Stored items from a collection
= = = =

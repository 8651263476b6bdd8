//! In-memory collaborators for exercising the scheduler without PostgreSQL
//! or network access.

use std::{
	collections::{HashMap, HashSet},
	sync::{
		Arc,
		atomic::{AtomicUsize, Ordering},
	},
	time::Duration,
};

use async_trait::async_trait;
use diesel::result::{DatabaseErrorKind, Error as QueryError};
use parking_lot::Mutex;
use time::OffsetDateTime;

use super::{FeedFetcher, FeedStore, InsertOutcome};
use crate::{
	database::{
		StorageError,
		models::{Feed, FeedId, NewPost, UserId},
	},
	fetcher::{self, FetchedItem, parse_document},
};

fn unavailable() -> StorageError {
	StorageError::Query(QueryError::DatabaseError(
		DatabaseErrorKind::ClosedConnection,
		Box::new("storage is unavailable".to_owned()),
	))
}

#[derive(Default)]
struct StoreState {
	feeds: Vec<Feed>,
	posts: Vec<NewPost>,
	/// Every claimed feed, in claim order.
	claims: Vec<FeedId>,
	clock: Option<OffsetDateTime>,
	failing_selection: bool,
	failing_posts: HashSet<String>,
}

/// Feeds and posts kept behind a single lock, which makes every claim
/// trivially atomic. The claim clock advances by a second per call so
/// successive cycles are strictly ordered.
#[derive(Clone, Default)]
pub struct MemoryStore {
	state: Arc<Mutex<StoreState>>,
}

impl MemoryStore {
	pub fn new() -> Self {
		Self::default()
	}

	pub fn add_feed(&self, url: &str, last_fetched_at: Option<OffsetDateTime>) -> Feed {
		let feed = Feed {
			id: FeedId::new(),
			name: url.to_owned(),
			url: url.to_owned(),
			user_id: UserId::new(),
			last_fetched_at,
		};
		self.state.lock().feeds.push(feed.clone());
		feed
	}

	pub fn feed(&self, id: FeedId) -> Feed {
		self.state
			.lock()
			.feeds
			.iter()
			.find(|feed| feed.id == id)
			.cloned()
			.unwrap()
	}

	pub fn claims(&self) -> Vec<FeedId> {
		self.state.lock().claims.clone()
	}

	pub fn post_urls(&self) -> Vec<String> {
		self.state
			.lock()
			.posts
			.iter()
			.map(|post| post.url.clone())
			.collect()
	}

	pub fn set_selection_failing(&self, failing: bool) {
		self.state.lock().failing_selection = failing;
	}

	pub fn fail_post(&self, url: &str) {
		self.state.lock().failing_posts.insert(url.to_owned());
	}
}

#[async_trait]
impl FeedStore for MemoryStore {
	async fn select_and_claim_next_feeds(&self, limit: usize) -> Result<Vec<Feed>, StorageError> {
		let mut state = self.state.lock();
		if state.failing_selection {
			return Err(unavailable());
		}

		let now = state.clock.map_or_else(OffsetDateTime::now_utc, |clock| {
			clock + time::Duration::seconds(1)
		});
		state.clock = Some(now);

		let mut due = (0..state.feeds.len()).collect::<Vec<_>>();
		due.sort_by_key(|&index| state.feeds[index].last_fetched_at);
		due.truncate(limit);

		let mut claimed = Vec::with_capacity(due.len());
		for index in due {
			let feed = &mut state.feeds[index];
			feed.last_fetched_at = Some(now);
			claimed.push(feed.clone());
		}
		state.claims.extend(claimed.iter().map(|feed| feed.id));

		Ok(claimed)
	}

	async fn create_post_if_absent(&self, post: NewPost) -> Result<InsertOutcome, StorageError> {
		let mut state = self.state.lock();
		if state.failing_posts.contains(&post.url) {
			return Err(unavailable());
		}
		if state.posts.iter().any(|known| known.url == post.url) {
			return Ok(InsertOutcome::AlreadyExists);
		}

		state.posts.push(post);
		Ok(InsertOutcome::Created)
	}
}

#[derive(Clone)]
enum Scripted {
	Document(String),
	TimeOut,
}

#[derive(Default)]
struct FetcherState {
	responses: Mutex<HashMap<String, Scripted>>,
	latency: Mutex<Duration>,
	in_flight: AtomicUsize,
	max_in_flight: AtomicUsize,
	calls: AtomicUsize,
}

/// Serves scripted documents, parsed like real ones, and records how many
/// fetches overlap.
#[derive(Clone, Default)]
pub struct MockFetcher {
	state: Arc<FetcherState>,
}

impl MockFetcher {
	pub fn new() -> Self {
		Self::default()
	}

	pub fn serve(&self, url: &str, document: &str) {
		self.state
			.responses
			.lock()
			.insert(url.to_owned(), Scripted::Document(document.to_owned()));
	}

	pub fn time_out(&self, url: &str) {
		self.state
			.responses
			.lock()
			.insert(url.to_owned(), Scripted::TimeOut);
	}

	pub fn set_latency(&self, latency: Duration) {
		*self.state.latency.lock() = latency;
	}

	pub fn max_in_flight(&self) -> usize {
		self.state.max_in_flight.load(Ordering::SeqCst)
	}

	pub fn calls(&self) -> usize {
		self.state.calls.load(Ordering::SeqCst)
	}
}

#[async_trait]
impl FeedFetcher for MockFetcher {
	async fn fetch_feed(&self, url: &str) -> fetcher::Result<Vec<FetchedItem>> {
		self.state.calls.fetch_add(1, Ordering::SeqCst);
		let current = self.state.in_flight.fetch_add(1, Ordering::SeqCst) + 1;
		self.state.max_in_flight.fetch_max(current, Ordering::SeqCst);

		let latency = *self.state.latency.lock();
		tokio::time::sleep(latency).await;

		let scripted = self.state.responses.lock().get(url).cloned();
		self.state.in_flight.fetch_sub(1, Ordering::SeqCst);

		match scripted {
			Some(Scripted::Document(document)) => Ok(parse_document(document.as_bytes())?),
			Some(Scripted::TimeOut) | None => Err(fetcher::Error::Timeout),
		}
	}
}
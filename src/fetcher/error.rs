use reqwest::StatusCode;

pub type Result<T> = std::result::Result<T, Error>;

#[derive(Debug, thiserror::Error)]
pub enum Error {
	#[error("invalid feed url {url:?}: {source}")]
	InvalidUrl {
		url: String,
		source: url::ParseError,
	},

	#[error("request timed out")]
	Timeout,

	#[error("could not reach server: {0}")]
	Request(#[source] reqwest::Error),

	#[error("server returned an error: {0}")]
	Status(StatusCode),

	#[error("could not access response body: {0}")]
	Body(#[source] reqwest::Error),

	#[error("parse: {0}")]
	Parse(#[from] ParseError),
}

impl From<reqwest::Error> for Error {
	fn from(err: reqwest::Error) -> Self {
		if err.is_timeout() {
			Self::Timeout
		} else {
			Self::Request(err)
		}
	}
}

#[derive(Debug, thiserror::Error)]
#[error("could not parse feed: {0}")]
pub struct ParseError(#[from] feed_rs::parser::ParseFeedError);
//! Seams between the polling engine and its collaborators, so storage and
//! network access can be swapped out in tests.

use async_trait::async_trait;

use crate::{
	database::{
		StorageError,
		models::{Feed, NewPost},
	},
	fetcher::{self, FetchedItem},
};

#[derive(Debug, Clone, Copy, PartialEq, Eq)]
pub enum InsertOutcome {
	Created,
	AlreadyExists,
}

#[async_trait]
pub trait FeedStore: Send + Sync + 'static {
	/// Picks at most `limit` feeds, never-fetched first then stalest first,
	/// and stamps them as fetched in the same atomic step. Two overlapping
	/// calls never return the same feed.
	async fn select_and_claim_next_feeds(&self, limit: usize) -> Result<Vec<Feed>, StorageError>;

	/// Stores the post unless one with the same url already exists.
	async fn create_post_if_absent(&self, post: NewPost) -> Result<InsertOutcome, StorageError>;
}

#[async_trait]
pub trait FeedFetcher: Send + Sync + 'static {
	async fn fetch_feed(&self, url: &str) -> fetcher::Result<Vec<FetchedItem>>;
}
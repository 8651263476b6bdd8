use crate::{
	database::models::{Feed, FeedId, NewPost},
	fetcher::FetchedItem,
	scheduler::{Error, FeedFetcher, FeedStore, InsertOutcome},
};

/// What happened to the items of one feed during a cycle.
#[derive(Debug, Default, Clone, Copy, PartialEq, Eq)]
pub struct FeedReport {
	pub created: usize,
	pub skipped: usize,
	/// Items without a link or a title.
	pub dropped: usize,
	pub failed: usize,
}

/// Fetches one claimed feed and stores its new posts. Errors are logged and
/// returned for the caller to inspect, they never reach other workers.
pub async fn collect_feed<S, F>(store: &S, fetcher: &F, feed: &Feed) -> Result<FeedReport, Error>
where
	S: FeedStore + ?Sized,
	F: FeedFetcher + ?Sized,
{
	let items = match fetcher.fetch_feed(&feed.url).await {
		Ok(items) => items,
		Err(err) => {
			let err = Error::from(err);
			tracing::warn!(feed_id = %feed.id, url = %feed.url, err = %err, "could not collect feed");
			return Err(err);
		}
	};

	let report = persist_items(store, feed.id, items).await;
	tracing::info!(
		feed_id = %feed.id,
		url = %feed.url,
		created = report.created,
		skipped = report.skipped,
		dropped = report.dropped,
		failed = report.failed,
		"collected feed"
	);

	Ok(report)
}

/// Tries every item on its own, a failing insert does not stop its siblings.
pub async fn persist_items<S>(store: &S, feed_id: FeedId, items: Vec<FetchedItem>) -> FeedReport
where
	S: FeedStore + ?Sized,
{
	let mut report = FeedReport::default();

	for item in items {
		let FetchedItem {
			title: Some(title),
			link: Some(link),
			description,
			published_at,
		} = item
		else {
			report.dropped += 1;
			continue;
		};

		let post = NewPost::new(feed_id, title, link, description, published_at);
		match store.create_post_if_absent(post).await {
			Ok(InsertOutcome::Created) => report.created += 1,
			Ok(InsertOutcome::AlreadyExists) => report.skipped += 1,
			Err(err) => {
				let err = Error::Persistence(err);
				tracing::error!(feed_id = %feed_id, err = %err, "could not store post");
				report.failed += 1;
			}
		}
	}

	report
}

= = = =

- _What you should do_
Take every line from the data that contains the word "static".

- _Output of the task_
pub trait FeedStore: Send + Sync + 'static {
pub trait FeedFetcher: Send + Sync + 'static {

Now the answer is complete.